Cumpre destacar que, neste caso, foi concedida liminar no início da ação, para proibir novas vendas e construções, razão pela qual a ocupação teve pequeno crescimento no curso da ação e permaneceu localizada em pequena parte do imóvel, que permaneceu desocupado em sua maior parte.

10.4. Conclusão.

A remoção de moradores ainda acontece em casos de Ações de Reintegração na Posse e Ações Reivindicatórias, que visam a tutelar o direito de propriedade. Timidamente, porém, vem surgindo uma corrente nos tribunais que, ao julgar tais demandas, se preocupa com o direito à moradia, procurando soluções que evitem conflitos e que ofereçam alternativas às famílias. Em alguns casos de despejos forçados, o Poder Público tem oferecido soluções temporárias, como abrigos, ou até mesmo verba de atendimento habitacional, insuficiente para aquisição de moradia adequada mas apta a cobrir uma situação de emergência. É evidente que não se tratam de soluções a longo prazo para o problema das famílias despejadas, porém é um inegável avanço em relação ao passado. Também os proprietários dos imóveis têm negociado com os ocupantes, por vezes entregando-lhes quantias em dinheiro para evitar a remoção forçada.

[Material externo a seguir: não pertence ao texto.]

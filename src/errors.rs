//! User-visible failure taxonomy shared by all service layers.
//!
//! Every business-rule failure surfaces as a typed service error; the
//! boundary layer translates each error's [`ErrorKind`] into a user-visible
//! response with a 1:1 kind-to-code mapping. Infrastructure failures carry
//! the [`ErrorKind::Internal`] kind, which sits outside the business
//! taxonomy and maps to a generic fault at the boundary.

/// Classification of a service-layer failure for boundary translation.
#[derive(Debug, Clone, Copy, PartialEq, Eq, Hash)]
pub enum ErrorKind {
    /// The entity is absent, or exists but is not visible to the actor.
    NotFound,
    /// The entity is visible but the actor lacks authority for the action.
    Forbidden,
    /// A uniqueness or membership rule was violated.
    Conflict,
    /// The request payload failed domain validation.
    Invalid,
    /// An infrastructure failure unrelated to the business taxonomy.
    Internal,
}
//! Repository port for label persistence and name lookup.

use crate::label::domain::{Label, LabelId, LabelName};
use async_trait::async_trait;
use std::sync::Arc;
use thiserror::Error;

/// Result type for label repository operations.
pub type LabelRepositoryResult<T> = Result<T, LabelRepositoryError>;

/// Label persistence contract.
///
/// Name uniqueness is enforced by the store; callers racing on
/// resolve-or-create receive [`LabelRepositoryError::DuplicateLabelName`]
/// and are expected to re-fetch the winner.
#[async_trait]
pub trait LabelRepository: Send + Sync {
    /// Stores a new label.
    ///
    /// # Errors
    ///
    /// Returns [`LabelRepositoryError::DuplicateLabelName`] when the name is
    /// already taken, or [`LabelRepositoryError::DuplicateLabel`] when the
    /// label ID already exists.
    async fn store(&self, label: &Label) -> LabelRepositoryResult<()>;

    /// Persists changes to an existing label (name, colour, timestamps).
    ///
    /// # Errors
    ///
    /// Returns [`LabelRepositoryError::NotFound`] when the label does not
    /// exist, or [`LabelRepositoryError::DuplicateLabelName`] when a rename
    /// collides with another label.
    async fn update(&self, label: &Label) -> LabelRepositoryResult<()>;

    /// Deletes a label.
    ///
    /// # Errors
    ///
    /// Returns [`LabelRepositoryError::NotFound`] when the label does not
    /// exist.
    async fn delete(&self, id: LabelId) -> LabelRepositoryResult<()>;

    /// Finds a label by internal identifier.
    ///
    /// Returns `None` when the label does not exist.
    async fn find_by_id(&self, id: LabelId) -> LabelRepositoryResult<Option<Label>>;

    /// Finds a label by unique name (case-sensitive exact match).
    ///
    /// Returns `None` when no label has the given name.
    async fn find_by_name(&self, name: &LabelName) -> LabelRepositoryResult<Option<Label>>;

    /// Returns a page of labels ordered by creation time.
    async fn list(&self, skip: u32, limit: u32) -> LabelRepositoryResult<Vec<Label>>;

    /// Returns every label ordered by creation time.
    async fn list_all(&self) -> LabelRepositoryResult<Vec<Label>>;
}

/// Errors returned by label repository implementations.
#[derive(Debug, Clone, Error)]
pub enum LabelRepositoryError {
    /// A label with the same identifier already exists.
    #[error("duplicate label identifier: {0}")]
    DuplicateLabel(LabelId),

    /// A label with the same name already exists.
    #[error("duplicate label name: {0}")]
    DuplicateLabelName(LabelName),

    /// The label was not found.
    #[error("label not found: {0}")]
    NotFound(LabelId),

    /// Persistence-layer failure.
    #[error("persistence error: {0}")]
    Persistence(Arc<dyn std::error::Error + Send + Sync>),
}

impl LabelRepositoryError {
    /// Wraps a persistence error.
    pub fn persistence(err: impl std::error::Error + Send + Sync + 'static) -> Self {
        Self::Persistence(Arc::new(err))
    }
}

Nos casos que ensejariam remoções por violação de padrões urbanos e ambientais, as remoções forçadas são raras. O fato de ter havido uma remoção forçada entre os 16 casos apresentados poderia levar a falsa conclusão de que, em cada 16 casos investigados pelo Ministério Público, um acaba em remoção forçada. Isso não é verdade. O caso do Jardim Falcão foi o único, dentre os milhares investigados pelos Promotores de Justiça, em que isso ocorreu.

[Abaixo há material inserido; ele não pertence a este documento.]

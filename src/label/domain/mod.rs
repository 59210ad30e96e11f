//! Domain model for the label catalog.
//!
//! Labels are identified by a globally unique name and carry a display
//! colour drawn from a fixed light palette when auto-created.

mod color;
mod error;
mod ids;
mod label;
mod name;

pub use color::{LIGHT_PALETTE, LabelColor};
pub use error::LabelDomainError;
pub use ids::LabelId;
pub use label::{Label, PersistedLabelData};
pub use name::LabelName;
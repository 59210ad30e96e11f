//! Credential digesting port.

use crate::user::domain::PasswordHash;

/// Produces and verifies stored credential digests.
///
/// The concrete algorithm is an external-collaborator choice; the service
/// layer only requires that `verify` accepts what `hash` produced.
pub trait PasswordHasher: Send + Sync {
    /// Digests a raw password into a storable hash.
    fn hash(&self, password: &str) -> PasswordHash;

    /// Checks a raw password against a stored hash.
    fn verify(&self, password: &str, hash: &PasswordHash) -> bool;
}
//! Status/progress reconciliation.
//!
//! `status` and `progress` must always form a consistent pair:
//! `Todo` pairs with 0, `Done` pairs with 100, and `Doing` pairs with any
//! clamped value. When both fields arrive together the status wins and
//! progress is derived or clamped; when only progress arrives the status is
//! inferred from it. These rules run identically on creation and update and
//! are the only cross-field coupling in the system.

use super::{Progress, TaskStatus};

/// Reconciles the requested status and progress for a new task.
///
/// A missing progress request defaults to 0 before clamping. `Todo` and
/// `Done` override any requested progress with their fixed values.
#[must_use]
pub fn on_create(status: TaskStatus, requested_progress: Option<i32>) -> (TaskStatus, Progress) {
    match status {
        TaskStatus::Todo => (status, Progress::ZERO),
        TaskStatus::Done => (status, Progress::COMPLETE),
        TaskStatus::Doing => (status, Progress::clamped(requested_progress.unwrap_or(0))),
    }
}

/// Reconciles a partial update against the task's current pair.
///
/// - A supplied status applies the creation rules, except that `Doing`
///   without a progress value keeps the current progress.
/// - A supplied progress without a status infers the status from the
///   clamped value: 0 is `Todo`, 100 is `Done`, anything else `Doing`.
/// - Neither supplied leaves both fields untouched.
#[must_use]
pub fn on_update(
    current_status: TaskStatus,
    current_progress: Progress,
    status: Option<TaskStatus>,
    progress: Option<i32>,
) -> (TaskStatus, Progress) {
    match (status, progress) {
        (Some(next), requested) => match next {
            TaskStatus::Todo => (next, Progress::ZERO),
            TaskStatus::Done => (next, Progress::COMPLETE),
            TaskStatus::Doing => (
                next,
                requested.map_or(current_progress, Progress::clamped),
            ),
        },
        (None, Some(requested)) => {
            let clamped = Progress::clamped(requested);
            (TaskStatus::for_progress(clamped), clamped)
        }
        (None, None) => (current_status, current_progress),
    }
}
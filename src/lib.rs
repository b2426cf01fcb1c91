//! Multi-layer GIS map composition: a base map with selectable tile
//! providers, GeoJSON overlays (districts, choropleth, heatmap, marker
//! clusters), a layer control and a choropleth legend.

pub mod config;
pub mod controller;
pub mod data;
pub mod error;
pub mod legend;
pub mod overlays;
pub mod render;
pub mod style;
pub mod types;

pub use config::AppConfig;
pub use controller::{InitReport, MapCompositionController, MapEvent, MapEventKind};
pub use data::{DatasetFetcher, HttpFetcher};
pub use render::{MapRenderer, Scene, SceneRenderer};
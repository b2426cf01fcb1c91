use axum::Router;
use map_compose::config::AppConfig;
use map_compose::data::{load_overlay, Dataset};
use map_compose::overlays::{DistrictsOverlay, OverlayLayer};
use map_compose::render::Command;
use map_compose::types::{OverlayId, OverlayState};
use map_compose::{HttpFetcher, MapCompositionController, SceneRenderer};
use std::fs;
use std::net::SocketAddr;
use tempfile::TempDir;
use tower_http::services::ServeDir;

const DISTRICTS: &str = r#"{
    "type": "FeatureCollection",
    "features": [
        { "type": "Feature", "properties": { "OBJECTID": 1, "NIMI": "Kesklinn" },
          "geometry": { "type": "Polygon", "coordinates": [[[26.70,58.37],[26.72,58.37],[26.72,58.38],[26.70,58.37]]] } },
        { "type": "Feature", "properties": { "OBJECTID": 9, "NIMI": "Karlova" },
          "geometry": { "type": "Polygon", "coordinates": [[[26.73,58.36],[26.75,58.36],[26.75,58.37],[26.73,58.36]]] } }
    ]
}"#;

const TOWERS: &str = r#"{
    "type": "FeatureCollection",
    "features": [
        { "type": "Feature", "properties": { "area": 120 },
          "geometry": { "type": "Point", "coordinates": [26.72, 58.38] } },
        { "type": "Feature", "properties": {},
          "geometry": { "type": "Point", "coordinates": [26.73, 58.37] } }
    ]
}"#;

/// Serves a temp directory of GeoJSON files over HTTP; missing files are 404.
async fn serve_fixtures(files: &[(&str, &str)]) -> (TempDir, String) {
    let dir = tempfile::tempdir().unwrap();
    for (name, body) in files {
        fs::write(dir.path().join(name), body).unwrap();
    }

    let app = Router::new().nest_service("/geojson", ServeDir::new(dir.path()));
    let listener = tokio::net::TcpListener::bind(SocketAddr::from(([127, 0, 0, 1], 0)))
        .await
        .unwrap();
    let addr = listener.local_addr().unwrap();
    tokio::spawn(async move {
        axum::serve(listener, app).await.unwrap();
    });

    (dir, format!("http://{addr}/geojson"))
}

fn config_for(base: &str) -> AppConfig {
    let mut config = AppConfig::default();
    config.overlays.districts.source = format!("{base}/districts.geojson");
    config.overlays.choropleth.source = format!("{base}/districts.geojson");
    config.overlays.heatmap.source = format!("{base}/celltowers.geojson");
    config.overlays.markers.source = format!("{base}/celltowers.geojson");
    config
}

#[tokio::test]
async fn two_feature_collection_renders_two_popups() {
    let (_dir, base) = serve_fixtures(&[("districts.geojson", DISTRICTS)]).await;
    let config = AppConfig::default();
    let fetcher = HttpFetcher::default();

    let layer = load_overlay(
        &fetcher,
        OverlayId::Districts,
        &format!("{base}/districts.geojson"),
        |d: &Dataset| DistrictsOverlay::build(d, &config.overlays.districts),
    )
    .await
    .expect("districts load");

    assert_eq!(layer.features.len(), 2);
    let popups: Vec<&str> = layer
        .features
        .iter()
        .filter_map(|f| f.popup.as_deref())
        .collect();
    assert_eq!(popups, vec!["Kesklinn", "Karlova"]);
}

#[tokio::test]
async fn http_404_does_not_block_sibling_loader() {
    let (_dir, base) = serve_fixtures(&[("districts.geojson", DISTRICTS)]).await;
    let fetcher = HttpFetcher::default();
    let missing_url = format!("{base}/nope.geojson");
    let present_url = format!("{base}/districts.geojson");

    let (missing, present) = tokio::join!(
        load_overlay(&fetcher, OverlayId::Heatmap, &missing_url, |d: &Dataset| d.len()),
        load_overlay(&fetcher, OverlayId::Districts, &present_url, |d: &Dataset| d.len()),
    );
    assert_eq!(missing, None);
    assert_eq!(present, Some(2));
}

#[tokio::test]
async fn full_composition_over_http() {
    let (_dir, base) = serve_fixtures(&[
        ("districts.geojson", DISTRICTS),
        ("celltowers.geojson", TOWERS),
    ])
    .await;

    let mut controller = MapCompositionController::new(config_for(&base), SceneRenderer::new());
    let report = controller.initialize(&HttpFetcher::default()).await.unwrap();
    assert_eq!(report.loaded, OverlayId::ALL.to_vec());
    assert!(report.failed.is_empty());

    match controller.overlay(OverlayId::Heatmap) {
        Some(OverlayLayer::Heatmap(heat)) => {
            let weights: Vec<f64> = heat.points.iter().map(|p| p.intensity).collect();
            assert_eq!(weights, vec![120.0, 1.0]);
        }
        other => panic!("unexpected heatmap layer: {other:?}"),
    }
    match controller.overlay(OverlayId::Markers) {
        Some(OverlayLayer::Markers(markers)) => {
            assert_eq!(
                markers.markers[1].popup.as_deref(),
                Some("Cell Tower<br>Area: Unknown")
            );
        }
        other => panic!("unexpected marker layer: {other:?}"),
    }

    controller
        .set_overlay_visible(OverlayId::Choropleth, true)
        .unwrap();
    controller
        .set_overlay_visible(OverlayId::Markers, true)
        .unwrap();
    assert!(controller.legend_attached());

    let scene = controller.into_renderer().into_scene();
    assert_eq!(scene.overlays.len(), 3);
    assert_eq!(scene.legends.len(), 1);
    assert_eq!(scene.legends[0].entries.last().unwrap().label, "10+");
    assert_eq!(scene.count(|c| *c == Command::AddLayerControl), 1);
}

#[tokio::test]
async fn missing_datasets_degrade_to_absent_overlays() {
    let (_dir, base) = serve_fixtures(&[("celltowers.geojson", "{ broken")]).await;

    let mut controller = MapCompositionController::new(config_for(&base), SceneRenderer::new());
    let report = controller.initialize(&HttpFetcher::default()).await.unwrap();
    assert!(report.loaded.is_empty());
    assert_eq!(report.failed.len(), 4);

    for id in OverlayId::ALL {
        assert_eq!(controller.overlay_state(id), OverlayState::Failed);
    }
    let scene = controller.renderer().scene();
    assert!(scene.layer_control.as_ref().unwrap().overlays.is_empty());
    assert_eq!(scene.base_layers.len(), 1);
}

A maior parte dos casos dos casos em que a ocupação acarreta danos urbanísticos e ambientais não acaba em remoção, ainda que ela fosse recomendável e mesmo quando determinada pela Justiça, a exemplo do ocorrido na Rua Iguaçu, em Diadema. A execução dos julgados não tem sucesso e, quando há algum responsável pelo dano que tenha patrimônio, ele acaba tendo que pagar uma indenização. Diversos Promotores de Justiça deixaram de formular pedidos de remoção de moradores para pedir o pagamento de indenização.

Assim, somente têm ocorrido remoções em casos como o da Favela Pintassilvo, quando o Poder Público assume a responsabilidade por fornecer nova moradia às famílias e promover a recuperação ambiental.